Why is it hard for us to accept healing through the power of prayer? The very words faith healers conjure up for many of us some kind of magic or snake oil salesmen. Television evangelists who focus on healing also diminish its credibility. One consequence of the scientific revolution is that we have come to accept as a new national religious doctrine the scientific method. As McNutt’s earlier quote revealed, miracles are viewed as the lack of knowledge on the part of  primitive peoples. But think where this takes us. What miracles are the hardest to accept? Surely someone being cured of blindness is not as difficult to believe as someone rising from the dead. Being cured of paralysis is not as hard to believe as God speaking the universe into existence. Before we are too quick to discount healing the sick we should think about where this kind of thinking may inevitably take us.

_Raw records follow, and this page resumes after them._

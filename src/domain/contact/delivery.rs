//! Delivery outcome types shared by the notifier and the HTTP layer.

use serde::{Deserialize, Serialize};
use std::fmt;

/// Ranked outbound notification channel.
#[derive(Debug, Clone, Copy, PartialEq, Eq, Hash, Serialize, Deserialize)]
#[serde(rename_all = "lowercase")]
pub enum Channel {
    /// WhatsApp message through the telephony API.
    Primary,
    /// Transactional email.
    Secondary,
}

impl Channel {
    /// Delivery method name exposed on the wire (`whatsapp` / `email`).
    pub fn method(&self) -> &'static str {
        match self {
            Channel::Primary => "whatsapp",
            Channel::Secondary => "email",
        }
    }
}

impl fmt::Display for Channel {
    fn fmt(&self, f: &mut fmt::Formatter<'_>) -> fmt::Result {
        f.write_str(self.method())
    }
}

/// Successful delivery of a contact message.
#[derive(Debug, Clone, PartialEq, Eq, Serialize)]
pub struct DeliveryResult {
    pub channel: Channel,
    pub provider_message_id: String,
}

impl DeliveryResult {
    pub fn new(channel: Channel, provider_message_id: impl Into<String>) -> Self {
        Self {
            channel,
            provider_message_id: provider_message_id.into(),
        }
    }
}
use features::{FeatureExtractor, FeatureValue, FeatureVector};
use system::ParserState;
use Result;

/// A node address relative to a parser state.
#[derive(Clone, Copy, Debug, Eq, PartialEq)]
enum Address {
    /// The n-th stack node, from the top.
    Stack(usize),

    /// The n-th queue node, from the front.
    Queue(usize),

    /// The head of the stack top.
    StackHead,

    /// The leftmost dependent of the stack top.
    StackLeftmost,

    /// The rightmost dependent of the stack top.
    StackRightmost,

    /// The leftmost dependent of the first queue node.
    QueueLeftmost,
}

/// An attribute of an addressed node.
#[derive(Clone, Copy, Debug, Eq, PartialEq)]
enum Attribute {
    Word,
    Pos,
    WordPos,
    Relation,
}

/// One feature template: a conjunction of addressed attributes.
#[derive(Clone, Debug, Eq, PartialEq)]
struct Template {
    parts: Vec<(Address, Attribute)>,
    descriptor: String,
}

/// A feature extractor over addressed templates.
///
/// Templates are written as `+`-joined address/attribute pairs, for
/// example `S0w` (the word of the stack top) or `S0p+N0p` (the tags of
/// the stack top and the first queue node). Supported addresses are
/// `S0`, `S1`, `N0`, `N1`, `N2`, `S0h`, `S0l`, `S0r`, and `N0l`;
/// supported attributes are `w`, `p`, `wp`, and `r`.
#[derive(Clone, Debug, Eq, PartialEq)]
pub struct AddressedExtractor {
    templates: Vec<Template>,
}

impl AddressedExtractor {
    pub fn parse<S>(specs: &[S]) -> Result<AddressedExtractor>
    where
        S: AsRef<str>,
    {
        let mut templates = Vec::with_capacity(specs.len());
        for spec in specs {
            templates.push(Self::parse_template(spec.as_ref())?);
        }

        Ok(AddressedExtractor {
            templates: templates,
        })
    }

    fn parse_template(spec: &str) -> Result<Template> {
        let mut parts = Vec::new();
        for part in spec.split('+') {
            parts.push(Self::parse_part(part, spec)?);
        }

        if parts.is_empty() || parts.len() > 4 {
            bail!("template must have between one and four parts: {}", spec);
        }

        Ok(Template {
            parts: parts,
            descriptor: spec.to_owned(),
        })
    }

    fn parse_part(part: &str, spec: &str) -> Result<(Address, Attribute)> {
        let addresses = [
            ("S0h", Address::StackHead),
            ("S0l", Address::StackLeftmost),
            ("S0r", Address::StackRightmost),
            ("N0l", Address::QueueLeftmost),
            ("S0", Address::Stack(0)),
            ("S1", Address::Stack(1)),
            ("N0", Address::Queue(0)),
            ("N1", Address::Queue(1)),
            ("N2", Address::Queue(2)),
        ];

        // Longer addresses are tried first; a part such as `S0r` that
        // fails to yield an attribute falls through to a shorter
        // address (here: the relation of the stack top).
        for &(prefix, address) in &addresses {
            if part.starts_with(prefix) {
                let attribute = match &part[prefix.len()..] {
                    "w" => Some(Attribute::Word),
                    "p" => Some(Attribute::Pos),
                    "wp" => Some(Attribute::WordPos),
                    "r" => Some(Attribute::Relation),
                    _ => None,
                };

                if let Some(attribute) = attribute {
                    return Ok((address, attribute));
                }
            }
        }

        bail!("cannot parse template part '{}' of {}", part, spec)
    }

    fn resolve(state: &ParserState, address: Address) -> Option<usize> {
        match address {
            Address::Stack(n) => state.stack_nth(n),
            Address::Queue(n) => state.queue_nth(n),
            Address::StackHead => state
                .stack_top()
                .and_then(|top| state.head_of(top))
                .map(|(head, _)| head),
            Address::StackLeftmost => state
                .stack_top()
                .and_then(|top| state.leftmost_dependent(top)),
            Address::StackRightmost => state
                .stack_top()
                .and_then(|top| state.rightmost_dependent(top)),
            Address::QueueLeftmost => state
                .queue_front()
                .and_then(|front| state.leftmost_dependent(front)),
        }
    }

    fn attribute(state: &ParserState, node: usize, attribute: Attribute) -> Option<u32> {
        match attribute {
            Attribute::Word => match state.morpheme(node) {
                Some(morpheme) => Some(morpheme.word as u32),
                // The virtual root.
                None => Some(0),
            },
            Attribute::Pos => match state.morpheme(node) {
                Some(morpheme) => Some(morpheme.pos as u32),
                None => Some(0),
            },
            Attribute::WordPos => match state.morpheme(node) {
                Some(morpheme) => Some(morpheme.word_pos as u32),
                None => Some(0),
            },
            Attribute::Relation => state.head_of(node).map(|(_, relation)| relation as u32),
        }
    }

    fn realize(state: &ParserState, template: &Template) -> Option<FeatureValue> {
        let mut components = [0u32; 4];
        for (i, &(address, attribute)) in template.parts.iter().enumerate() {
            let node = Self::resolve(state, address)?;
            components[i] = Self::attribute(state, node, attribute)?;
        }

        Some(match template.parts.len() {
            1 => FeatureValue::One(components[0]),
            2 => FeatureValue::Two(components[0], components[1]),
            3 => FeatureValue::Three(components[0], components[1], components[2]),
            _ => FeatureValue::Four(components[0], components[1], components[2], components[3]),
        })
    }
}

impl FeatureExtractor for AddressedExtractor {
    fn feature_count(&self) -> usize {
        self.templates.len()
    }

    fn features(&self, state: &ParserState) -> FeatureVector {
        self.templates
            .iter()
            .map(|template| Self::realize(state, template))
            .collect()
    }

    fn descriptors(&self) -> Vec<String> {
        self.templates
            .iter()
            .map(|template| template.descriptor.clone())
            .collect()
    }
}

#[cfg(test)]
mod tests {
    use std::rc::Rc;

    use features::{FeatureExtractor, FeatureValue};
    use system::{ParserState, Transitions};
    use systems::ArcEagerMorphTransition;
    use testdata::two_token_gold;

    use super::AddressedExtractor;

    #[test]
    fn rejects_malformed_templates() {
        assert!(AddressedExtractor::parse(&["S0q"]).is_err());
        assert!(AddressedExtractor::parse(&["X9w"]).is_err());
        assert!(AddressedExtractor::parse(&["S0w+S0p+N0w+N0p+S1w"]).is_err());
    }

    #[test]
    fn missing_addresses_yield_missing_features() {
        let gold = two_token_gold();
        let extractor = AddressedExtractor::parse(&["S0w", "N0w", "S1w+N0w"]).unwrap();

        let state = Rc::new(ParserState::new(&gold.sentence));
        let features = extractor.features(&state);

        // Nothing is on the stack yet.
        assert_eq!(features[0], None);
        assert_eq!(features[1], Some(FeatureValue::One(2)));
        assert_eq!(features[2], None);
    }

    #[test]
    fn addresses_follow_the_configuration() {
        let gold = two_token_gold();
        let extractor = AddressedExtractor::parse(&["S0w", "N0w", "S0p+N0p"]).unwrap();

        let state = Rc::new(ParserState::new(&gold.sentence));
        let state =
            ParserState::advance(&state, &ArcEagerMorphTransition::Shift, Transitions::SHIFT);
        let features = extractor.features(&state);

        assert_eq!(features[0], Some(FeatureValue::One(2)));
        assert_eq!(features[1], Some(FeatureValue::One(3)));
        assert_eq!(features[2], Some(FeatureValue::Two(1, 2)));
    }

    #[test]
    fn vector_length_equals_feature_count() {
        let gold = two_token_gold();
        let extractor = AddressedExtractor::parse(&["S0w", "N0w", "N1w", "S0hw", "S0r"]).unwrap();

        let mut state = Rc::new(ParserState::new(&gold.sentence));
        loop {
            let features = extractor.features(&state);
            assert_eq!(features.len(), extractor.feature_count());
            if state.queue_is_empty() {
                break;
            }
            state =
                ParserState::advance(&state, &ArcEagerMorphTransition::Shift, Transitions::SHIFT);
        }
    }
}
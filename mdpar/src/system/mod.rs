//! Parser configurations and the transition-system interface.

use std::collections::HashSet;

use lattice::{LatticeSentence, Morpheme};

mod parser_state;
pub use self::parser_state::ParserState;

mod trans_system;
pub use self::trans_system::{Transition, TransitionSystem, Transitions};

/// A labeled dependency: `head` governs `dependent` with `relation`.
///
/// The head, dependent, and relation are dense numbers; node 0 is the
/// virtual root.
#[derive(Clone, Copy, Debug, Eq, Hash, PartialEq, Serialize, Deserialize)]
pub struct Dependency {
    pub head: usize,
    pub relation: usize,
    pub dependent: usize,
}

pub type DependencySet = HashSet<Dependency>;

/// A gold-standard analysis used for training and oracle parses.
///
/// The gold morphemes are the materialized morphemes of the correct
/// lattice path, in order. The dependency set refers to morphemes by
/// their position in that path (1-based, 0 being the virtual root).
#[derive(Clone, Debug, Eq, PartialEq, Serialize, Deserialize)]
pub struct GoldGraph {
    pub sentence: LatticeSentence,
    pub morphemes: Vec<Morpheme>,
    pub dependencies: DependencySet,
}

impl GoldGraph {
    pub fn new(
        sentence: LatticeSentence,
        morphemes: Vec<Morpheme>,
        dependencies: DependencySet,
    ) -> Self {
        GoldGraph {
            sentence: sentence,
            morphemes: morphemes,
            dependencies: dependencies,
        }
    }

    /// The gold head and relation of a node.
    pub fn head_of(&self, node: usize) -> Option<(usize, usize)> {
        self.dependencies
            .iter()
            .find(|dep| dep.dependent == node)
            .map(|dep| (dep.head, dep.relation))
    }
}
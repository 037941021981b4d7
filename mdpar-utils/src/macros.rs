/// Print a line to standard error, ignoring failures.
#[macro_export]
macro_rules! stderr {
    ($fmt:expr) => {{
        use std::io::Write;
        writeln!(::std::io::stderr(), $fmt).ok();
    }};
    ($fmt:expr, $($arg:tt)*) => {{
        use std::io::Write;
        writeln!(::std::io::stderr(), $fmt, $($arg)*).ok();
    }};
}
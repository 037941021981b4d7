//! Transition system implementations.

mod arc_eager_morph;
pub use self::arc_eager_morph::{ArcEagerMorphOracle, ArcEagerMorphSystem, ArcEagerMorphTransition};
extern crate conllx;
extern crate getopts;
extern crate mdpar;
#[macro_use]
extern crate mdpar_utils;

use std::env::args;
use std::fs::File;
use std::io::{BufRead, BufReader};
use std::process;

use conllx::{HeadProjectivizer, Projectivize, ReadSentence};
use getopts::Options;
use mdpar::features::{AddressedExtractor, FeatureExtractor, Layer, LayerLookups};
use mdpar::models::AveragedMatrix;
use mdpar::parse::Deterministic;
use mdpar::system::{GoldGraph, TransitionSystem};
use mdpar::systems::ArcEagerMorphSystem;
use mdpar::train::PerceptronTrainer;
use mdpar_utils::{gold_from_conll, CborWrite, Config, OrExit, SystemDescriptor, TomlRead};

fn print_usage(program: &str, opts: Options) {
    let brief = format!("Usage: {} [options] CONFIG TRAIN_DATA", program);
    print!("{}", opts.usage(&brief));
}

fn main() {
    let args: Vec<String> = args().collect();
    let program = args[0].clone();

    let mut opts = Options::new();
    opts.optflag("h", "help", "print this help menu");
    let matches = opts.parse(&args[1..]).or_exit();

    if matches.opt_present("h") {
        print_usage(&program, opts);
        return;
    }

    if matches.free.len() != 2 {
        print_usage(&program, opts);
        return;
    }

    let config_file = File::open(&matches.free[0]).or_exit();
    let mut config = Config::from_toml_read(config_file).or_exit();
    config.relativize_paths(&matches.free[0]).or_exit();

    if config.parser.system != "arceagermorph" {
        stderr!("Unsupported transition system: {}", config.parser.system);
        process::exit(1);
    }

    let input_file = File::open(&matches.free[1]).or_exit();
    let reader = conllx::Reader::new(BufReader::new(input_file));

    eprintln!("Reading training data...");
    let (instances, lookups) = read_instances(&config, reader).or_exit();
    eprintln!("Read {} training instances", instances.len());

    let mut system = ArcEagerMorphSystem::new(lookups.layer_lookup(Layer::DepRel).len());
    for instance in &instances {
        if let Some(choice) = instance.sentence.max_choice() {
            system.transitions_mut().observe_choice(choice);
        }
    }

    let extractor = AddressedExtractor::parse(&config.features.templates).or_exit();

    let mut model = AveragedMatrix::new(
        extractor.feature_count(),
        system.transitions().len(),
        extractor.descriptors(),
    );
    model.set_concurrent(config.parser.concurrent_updates);

    let mut decoder = Deterministic::new(&system, &extractor);
    decoder.no_recover = config.parser.no_recover;
    decoder.show_considerations = config.parser.show_considerations;
    decoder.return_model_value = config.parser.return_model_value;
    decoder.return_sequence = config.parser.return_sequence;

    let mut trainer = PerceptronTrainer::new(decoder, config.parser.iterations);
    eprintln!("Training {} iteration(s)...", config.parser.iterations);
    trainer.train(&instances, &mut model).or_exit();
    if trainer.failed_training() > 0 {
        eprintln!("Failed training instances: {}", trainer.failed_training());
    }

    let mut parameters_file = File::create(&config.model.parameters).or_exit();
    model.serialize().to_cbor_write(&mut parameters_file).or_exit();

    let descriptor = SystemDescriptor {
        transitions: system.transitions().clone(),
        lookups: lookups,
        templates: config.features.templates.clone(),
    };
    let mut transitions_file = File::create(&config.model.transitions).or_exit();
    descriptor.to_cbor_write(&mut transitions_file).or_exit();
}

fn read_instances<R>(
    config: &Config,
    reader: conllx::Reader<R>,
) -> mdpar_utils::Result<(Vec<GoldGraph>, LayerLookups)>
where
    R: BufRead,
{
    let projectivizer = HeadProjectivizer::new();
    let mut lookups = LayerLookups::new();
    let mut instances = Vec::new();

    for sentence in reader.sentences() {
        let sentence = sentence?;
        let sentence = if config.parser.pproj {
            projectivizer.projectivize(&sentence)?
        } else {
            sentence
        };

        instances.push(gold_from_conll(&sentence, &mut lookups)?);
    }

    Ok((instances, lookups))
}
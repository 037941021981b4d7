use enum_map::{Enum, EnumMap};

use numberer::Numberer;

/// The number of the virtual root in every string layer.
pub const ROOT_NUMBER: usize = 0;

/// The number of the unknown marker in every string layer.
pub const UNKNOWN_NUMBER: usize = 1;

/// The string layers known to the enumeration registry.
#[derive(Clone, Copy, Debug, Enum, Eq, PartialEq, Serialize, Deserialize)]
pub enum Layer {
    Word,
    Pos,
    WordPos,
    DepRel,
    MorphProp,
}

/// Per-layer enumerations of domain strings.
///
/// The registry is mutable while a corpus is read and frozen afterwards
/// by sharing it immutably; reads on the shared registry are lock-free.
/// The `Word`, `Pos`, and `WordPos` layers reserve number 0 for the
/// virtual root and number 1 for unknown values; the `DepRel` layer
/// reserves number 0 for the root relation.
#[derive(Clone, Debug, Eq, PartialEq, Serialize, Deserialize)]
pub struct LayerLookups(EnumMap<Layer, Numberer<String>>);

impl LayerLookups {
    pub fn new() -> Self {
        let mut lookups: EnumMap<Layer, Numberer<String>> = EnumMap::new();

        for layer in vec![Layer::Word, Layer::Pos, Layer::WordPos] {
            lookups[layer].add("<root>".to_owned());
            lookups[layer].add("<unknown>".to_owned());
        }
        lookups[Layer::DepRel].add("ROOT".to_owned());

        LayerLookups(lookups)
    }

    pub fn layer_lookup(&self, layer: Layer) -> &Numberer<String> {
        &self.0[layer]
    }

    pub fn layer_lookup_mut(&mut self, layer: Layer) -> &mut Numberer<String> {
        &mut self.0[layer]
    }

    /// The number of a value in a layer, falling back to the unknown
    /// marker.
    pub fn number_or_unknown(&self, layer: Layer, value: &str) -> usize {
        self.0[layer]
            .number(&value.to_owned())
            .unwrap_or(UNKNOWN_NUMBER)
    }
}

impl Default for LayerLookups {
    fn default() -> Self {
        LayerLookups::new()
    }
}

#[cfg(test)]
mod tests {
    use super::{Layer, LayerLookups, ROOT_NUMBER, UNKNOWN_NUMBER};

    #[test]
    fn root_and_unknown_are_reserved() {
        let lookups = LayerLookups::new();
        assert_eq!(
            lookups.layer_lookup(Layer::Word).number(&"<root>".to_owned()),
            Some(ROOT_NUMBER)
        );
        assert_eq!(
            lookups
                .layer_lookup(Layer::Word)
                .number(&"<unknown>".to_owned()),
            Some(UNKNOWN_NUMBER)
        );
        assert_eq!(
            lookups.layer_lookup(Layer::DepRel).number(&"ROOT".to_owned()),
            Some(0)
        );
    }

    #[test]
    fn unseen_values_map_to_unknown() {
        let mut lookups = LayerLookups::new();
        let n = lookups.layer_lookup_mut(Layer::Word).add("house".to_owned());
        assert_eq!(lookups.number_or_unknown(Layer::Word, "house"), n);
        assert_eq!(
            lookups.number_or_unknown(Layer::Word, "unseen"),
            UNKNOWN_NUMBER
        );
    }
}
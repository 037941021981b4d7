extern crate conllx;
extern crate getopts;
extern crate mdpar;
#[macro_use]
extern crate mdpar_utils;
extern crate stdinout;

use std::env::args;
use std::fs::File;
use std::process;

use conllx::{ReadSentence, WriteSentence};
use getopts::Options;
use mdpar::features::{AddressedExtractor, FeatureExtractor};
use mdpar::models::{AveragedMatrix, AveragedMatrixSerialized};
use mdpar::parse::Deterministic;
use mdpar::systems::ArcEagerMorphSystem;
use mdpar_utils::{
    lattice_from_conll, set_heads, CborRead, Config, OrExit, SystemDescriptor, TomlRead,
};
use stdinout::{Input, Output};

fn print_usage(program: &str, opts: Options) {
    let brief = format!("Usage: {} [options] CONFIG [INPUT] [OUTPUT]", program);
    print!("{}", opts.usage(&brief));
}

fn main() {
    let args: Vec<String> = args().collect();
    let program = args[0].clone();

    let mut opts = Options::new();
    opts.optflag("h", "help", "print this help menu");
    let matches = opts.parse(&args[1..]).or_exit();

    if matches.opt_present("h") {
        print_usage(&program, opts);
        return;
    }

    if matches.free.is_empty() || matches.free.len() > 3 {
        print_usage(&program, opts);
        return;
    }

    let config_file = File::open(&matches.free[0]).or_exit();
    let mut config = Config::from_toml_read(config_file).or_exit();
    config.relativize_paths(&matches.free[0]).or_exit();

    let parameters_file = File::open(&config.model.parameters).or_exit();
    let serialized = AveragedMatrixSerialized::from_cbor_read(parameters_file).or_exit();
    let model = AveragedMatrix::deserialize(serialized).or_exit();

    let transitions_file = File::open(&config.model.transitions).or_exit();
    let descriptor: SystemDescriptor = SystemDescriptor::from_cbor_read(transitions_file).or_exit();

    let system = ArcEagerMorphSystem::from_transitions(descriptor.transitions.clone());
    let extractor = AddressedExtractor::parse(&descriptor.templates).or_exit();

    if model.descriptors() != extractor.descriptors().as_slice() {
        stderr!("Model parameters and feature templates do not match");
        process::exit(1);
    }

    let decoder = Deterministic::new(&system, &extractor);

    let input = Input::from(matches.free.get(1));
    let reader = conllx::Reader::new(input.buf_read().or_exit());

    let output = Output::from(matches.free.get(2));
    let mut writer = conllx::Writer::new(output.write().or_exit());

    for sentence in reader.sentences() {
        let mut sentence = sentence.or_exit();
        let lattice = lattice_from_conll(&sentence, &descriptor.lookups);
        let outcome = decoder.parse(&lattice, &model).or_exit();
        set_heads(&mut sentence, &outcome.dependencies(), &descriptor.lookups).or_exit();
        writer.write_sentence(&sentence).or_exit();
    }
}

C.S. Lewis gave an address to Anglican priests and youth leaders in 1945 where his purpose was to impress on them the importance of standing for the faith. He said, “We are to defend Christianity itself—the faith preached by the apostles, attested by the martyrs, embodied in the creeds, expounded by the Fathers. This must be clearly distinguished from the whole of what any one of us may think about God and Man.” This may sound familiar because I quoted another part of it in a previous sermon. But later in this same presentation, Lewis gets to the point I am making today. Later he tells them, “Do not attempt to water Christianity down. There must be no pretence that you can have it with the Supernatural left out. So far as I can see Christianity is precisely the one religion from which the miraculous cannot be separated. You must frankly argue for supernaturalism from the very outset.”
Why would he say this? Genesis 1:1In the beginning God created the heavens and the earth. The virgin birth of Jesus by the power of the Holy Spirit. Jesus walking on water, calming the storm, and raising Lazarus from the dead. Finally, Jesus healing lepers, paralytics, and today’s gospel-- blind Bartimaeus. Our faith is a faith in an all-powerful God who performs miracles. By the power of God the blind can be made to see. By that same power we can be transformed and made heirs to the kingdom of God. We can have eternal life starting now.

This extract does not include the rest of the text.